Saved entries:
=== Section Start ===

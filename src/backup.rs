use crate::assets::AssetRepository;
use anyhow::{Context, Result};
use std::ffi::OsString;
use std::fs;
use std::path::{Path, PathBuf};

pub const DEFAULT_BACKUP_SUFFIX: &str = ".backup";

#[derive(Debug, Clone, Copy, PartialEq, Eq)]
pub enum BackupStatus {
    Created,
    AlreadyExists,
}

#[derive(Debug, Clone, Copy, PartialEq, Eq)]
pub enum RestoreOutcome {
    Restored,
    NotFound,
}

/// Side-car copies stored next to the original asset as `<path><suffix>`.
/// Nothing about backups is cached; every call checks the filesystem.
#[derive(Debug, Clone)]
pub struct BackupManager {
    suffix: String,
}

impl Default for BackupManager {
    fn default() -> Self {
        Self::new(DEFAULT_BACKUP_SUFFIX)
    }
}

impl BackupManager {
    pub fn new(suffix: impl Into<String>) -> Self {
        Self { suffix: suffix.into() }
    }

    pub fn suffix(&self) -> &str {
        &self.suffix
    }

    pub fn backup_path(&self, asset_path: &Path) -> PathBuf {
        let mut raw = OsString::from(asset_path.as_os_str());
        raw.push(&self.suffix);
        PathBuf::from(raw)
    }

    pub fn has_backup<R>(&self, repo: &R, asset_path: &Path) -> bool
    where
        R: AssetRepository + ?Sized,
    {
        repo.disk_path(&self.backup_path(asset_path)).is_file()
    }

    /// Copies the asset to its backup path unless a backup is already there.
    pub fn create<R>(&self, repo: &mut R, asset_path: &Path) -> Result<BackupStatus>
    where
        R: AssetRepository + ?Sized,
    {
        if self.has_backup(&*repo, asset_path) {
            return Ok(BackupStatus::AlreadyExists);
        }
        let backup = self.backup_path(asset_path);
        repo.copy_asset(asset_path, &backup)
            .with_context(|| format!("Creating backup for {}", asset_path.display()))?;
        log::info!("[backup] Created {}", backup.display());
        Ok(BackupStatus::Created)
    }

    /// Overwrites the live asset with its backup bytes and reloads only that
    /// asset. Once the bytes are copied the restore counts as done; a failed
    /// reload is logged.
    pub fn restore<R>(&self, repo: &mut R, asset_path: &Path) -> Result<RestoreOutcome>
    where
        R: AssetRepository + ?Sized,
    {
        if !self.has_backup(&*repo, asset_path) {
            return Ok(RestoreOutcome::NotFound);
        }
        self.copy_back(&*repo, asset_path)?;
        if let Err(err) = repo.reload(&[asset_path.to_path_buf()]) {
            log::warn!("[backup] Restored {} but reloading it failed: {err:#}", asset_path.display());
        }
        log::info!("[backup] Restored backup for {}", asset_path.display());
        Ok(RestoreOutcome::Restored)
    }

    /// Restores every asset in `asset_paths` that has a backup and returns how
    /// many were restored. Copy failures are logged and skipped.
    pub fn restore_all<R, I>(&self, repo: &mut R, asset_paths: I) -> Result<usize>
    where
        R: AssetRepository + ?Sized,
        I: IntoIterator<Item = PathBuf>,
    {
        let mut restored = Vec::new();
        for asset_path in asset_paths {
            if !self.has_backup(&*repo, &asset_path) {
                continue;
            }
            match self.copy_back(&*repo, &asset_path) {
                Ok(()) => restored.push(asset_path),
                Err(err) => log::warn!("[backup] {err:?}"),
            }
        }
        if !restored.is_empty() {
            if let Err(err) = repo.reload(&restored) {
                log::warn!("[backup] Reloading restored materials failed: {err:#}");
            }
            log::info!("[backup] Restored {} material backups", restored.len());
        }
        Ok(restored.len())
    }

    fn copy_back<R>(&self, repo: &R, asset_path: &Path) -> Result<()>
    where
        R: AssetRepository + ?Sized,
    {
        let backup = repo.disk_path(&self.backup_path(asset_path));
        let live = repo.disk_path(asset_path);
        fs::copy(&backup, &live)
            .with_context(|| format!("Restoring {} from {}", live.display(), backup.display()))?;
        Ok(())
    }
}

=== Section End ===

• [ACTIVITY] Find each line of the data above that holds the word "NotFound", then copy it.

• [RESULT OF THE EXERCISE]
    NotFound,
            return Ok(RestoreOutcome::NotFound);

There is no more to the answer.